-- EXERCISE DETAILS --
Check the records below line by line, and report how many lines include the string "SqliteActivityRepository". No other words are needed.

Items from a dataset:
>>>>>

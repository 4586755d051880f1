//! Widget identities and their static anchor metadata.

use std::fmt;
use std::str::FromStr;

use serde::{Deserialize, Serialize};

use crate::model::Layout;

/// One positionable element on the dashboard.
#[derive(Debug, Clone, Copy, PartialEq, Eq, PartialOrd, Ord, Hash, Serialize, Deserialize)]
#[serde(rename_all = "SCREAMING_SNAKE_CASE")]
pub enum WidgetId {
    Clock,
    Battery,
    Stats,
    CommitBoard,
}

impl WidgetId {
    pub const ALL: [WidgetId; 4] = [
        WidgetId::Clock,
        WidgetId::Battery,
        WidgetId::Stats,
        WidgetId::CommitBoard,
    ];

    /// Wire name used as the JSON key.
    pub fn as_str(self) -> &'static str {
        match self {
            WidgetId::Clock => "CLOCK",
            WidgetId::Battery => "BATTERY",
            WidgetId::Stats => "STATS",
            WidgetId::CommitBoard => "COMMIT_BOARD",
        }
    }

    pub fn anchor(self) -> AnchorSpec {
        match self {
            WidgetId::Battery => AnchorSpec {
                horizontal: Edge::Start,
                vertical: Edge::Start,
                size: WidgetSize::Fixed {
                    width: 200.0,
                    height: 80.0,
                },
            },
            WidgetId::Clock => AnchorSpec {
                horizontal: Edge::End,
                vertical: Edge::Start,
                size: WidgetSize::Fixed {
                    width: 300.0,
                    height: 150.0,
                },
            },
            WidgetId::Stats => AnchorSpec {
                horizontal: Edge::Center,
                vertical: Edge::End,
                size: WidgetSize::Fixed {
                    width: 350.0,
                    height: 70.0,
                },
            },
            WidgetId::CommitBoard => AnchorSpec {
                horizontal: Edge::Center,
                vertical: Edge::End,
                size: WidgetSize::SpanWidth {
                    inset: 40.0,
                    height_ratio: 0.072,
                },
            },
        }
    }

    /// Built-in offset used while the store has no entry for this widget.
    pub fn default_layout(self) -> Layout {
        let (x, y) = match self {
            WidgetId::Battery => (0.0, 0.0),
            WidgetId::Clock => (0.0, 200.0),
            WidgetId::Stats => (0.0, -210.0),
            WidgetId::CommitBoard => (0.0, 0.0),
        };
        Layout {
            x,
            y,
            ..Layout::default()
        }
    }
}

impl fmt::Display for WidgetId {
    fn fmt(&self, f: &mut fmt::Formatter<'_>) -> fmt::Result {
        f.write_str(self.as_str())
    }
}

#[derive(Debug, Clone, PartialEq, Eq, thiserror::Error)]
#[error("unknown widget: {0}")]
pub struct UnknownWidget(pub String);

impl FromStr for WidgetId {
    type Err = UnknownWidget;

    fn from_str(s: &str) -> Result<Self, Self::Err> {
        WidgetId::ALL
            .into_iter()
            .find(|id| id.as_str().eq_ignore_ascii_case(s))
            .ok_or_else(|| UnknownWidget(s.to_string()))
    }
}

/// Which side of an axis a widget is pinned to.
#[derive(Debug, Clone, Copy, PartialEq, Eq, Serialize, Deserialize)]
#[serde(rename_all = "lowercase")]
pub enum Edge {
    Start,
    Center,
    End,
}

impl Edge {
    /// Fraction of the free space that sits before the widget (0, 0.5, 1).
    pub fn factor(self) -> f64 {
        match self {
            Edge::Start => 0.0,
            Edge::Center => 0.5,
            Edge::End => 1.0,
        }
    }
}

/// Nominal rendered size of a widget.
#[derive(Debug, Clone, Copy, PartialEq, Serialize, Deserialize)]
#[serde(tag = "kind", rename_all = "snake_case")]
pub enum WidgetSize {
    Fixed { width: f64, height: f64 },
    /// Spans the screen width minus `inset`; height follows the width.
    SpanWidth { inset: f64, height_ratio: f64 },
}

/// Static per-widget placement metadata. Never persisted.
#[derive(Debug, Clone, Copy, PartialEq, Serialize, Deserialize)]
pub struct AnchorSpec {
    pub horizontal: Edge,
    pub vertical: Edge,
    pub size: WidgetSize,
}

impl AnchorSpec {
    /// Rendered `(width, height)` on a screen of the given width.
    pub fn extent(&self, screen_width: f64) -> (f64, f64) {
        match self.size {
            WidgetSize::Fixed { width, height } => (width, height),
            WidgetSize::SpanWidth {
                inset,
                height_ratio,
            } => {
                let width = (screen_width - inset).max(0.0);
                (width, width * height_ratio)
            }
        }
    }
}
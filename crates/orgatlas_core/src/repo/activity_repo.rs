//! Activity taxonomy repository contracts and SQLite implementation.
//!
//! # Responsibility
//! - Persist activity nodes with optional parent references.
//! - Serve the `TaxonomyStore` read contract straight from SQL.
//!
//! # Invariants
//! - Child listing is deterministic: ascending id, i.e. insertion order.
//! - Depth is not checked here; callers validate it before insert.

use crate::model::activity::{Activity, ActivityId, NewActivity};
use crate::repo::{ensure_connection_ready, map_constraint_error, RepoError, RepoResult};
use crate::taxonomy::TaxonomyStore;
use rusqlite::{params, Connection, OptionalExtension, Row};

const ACTIVITY_SELECT_SQL: &str = "SELECT id, name, parent_id FROM activities";

/// Repository interface for activity operations.
pub trait ActivityRepository {
    /// Inserts one node and returns the stored row.
    fn create_activity(&self, request: &NewActivity) -> RepoResult<Activity>;
    fn get_activity(&self, id: ActivityId) -> RepoResult<Option<Activity>>;
    /// Lists the whole taxonomy in ascending id order.
    fn list_activities(&self) -> RepoResult<Vec<Activity>>;
    /// Lists direct children of one node.
    fn list_children(&self, parent_id: ActivityId) -> RepoResult<Vec<Activity>>;
}

/// SQLite-backed activity repository.
pub struct SqliteActivityRepository<'conn> {
    conn: &'conn Connection,
}

impl<'conn> SqliteActivityRepository<'conn> {
    /// Creates repository from migrated connection.
    pub fn try_new(conn: &'conn Connection) -> RepoResult<Self> {
        ensure_connection_ready(conn, &["activities"])?;
        Ok(Self { conn })
    }
}

impl ActivityRepository for SqliteActivityRepository<'_> {
    fn create_activity(&self, request: &NewActivity) -> RepoResult<Activity> {
        let name = request.validate()?;
        self.conn
            .execute(
                "INSERT INTO activities (name, parent_id) VALUES (?1, ?2);",
                params![name, request.parent_id],
            )
            .map_err(|err| {
                map_constraint_error(
                    err,
                    format!(
                        "parent activity {} does not exist",
                        request.parent_id.unwrap_or_default()
                    ),
                )
            })?;
        let id = self.conn.last_insert_rowid();
        self.get_activity(id)?.ok_or_else(|| {
            RepoError::InvalidData(format!("activity {id} missing right after insert"))
        })
    }

    fn get_activity(&self, id: ActivityId) -> RepoResult<Option<Activity>> {
        let activity = self
            .conn
            .query_row(
                &format!("{ACTIVITY_SELECT_SQL} WHERE id = ?1;"),
                [id],
                parse_activity_row,
            )
            .optional()?;
        Ok(activity)
    }

    fn list_activities(&self) -> RepoResult<Vec<Activity>> {
        let mut stmt = self
            .conn
            .prepare(&format!("{ACTIVITY_SELECT_SQL} ORDER BY id ASC;"))?;
        let activities = stmt
            .query_map([], parse_activity_row)?
            .collect::<Result<Vec<_>, _>>()?;
        Ok(activities)
    }

    fn list_children(&self, parent_id: ActivityId) -> RepoResult<Vec<Activity>> {
        let mut stmt = self.conn.prepare(&format!(
            "{ACTIVITY_SELECT_SQL} WHERE parent_id = ?1 ORDER BY id ASC;"
        ))?;
        let children = stmt
            .query_map([parent_id], parse_activity_row)?
            .collect::<Result<Vec<_>, _>>()?;
        Ok(children)
    }
}

impl TaxonomyStore for SqliteActivityRepository<'_> {
    type Error = RepoError;

    fn activity(&self, id: ActivityId) -> RepoResult<Option<Activity>> {
        self.get_activity(id)
    }

    fn children(&self, parent_id: ActivityId) -> RepoResult<Vec<Activity>> {
        self.list_children(parent_id)
    }
}

fn parse_activity_row(row: &Row<'_>) -> rusqlite::Result<Activity> {
    Ok(Activity {
        id: row.get("id")?,
        name: row.get("name")?,
        parent_id: row.get("parent_id")?,
    })
}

<<<<<

-- EXERCISE RESULT --
4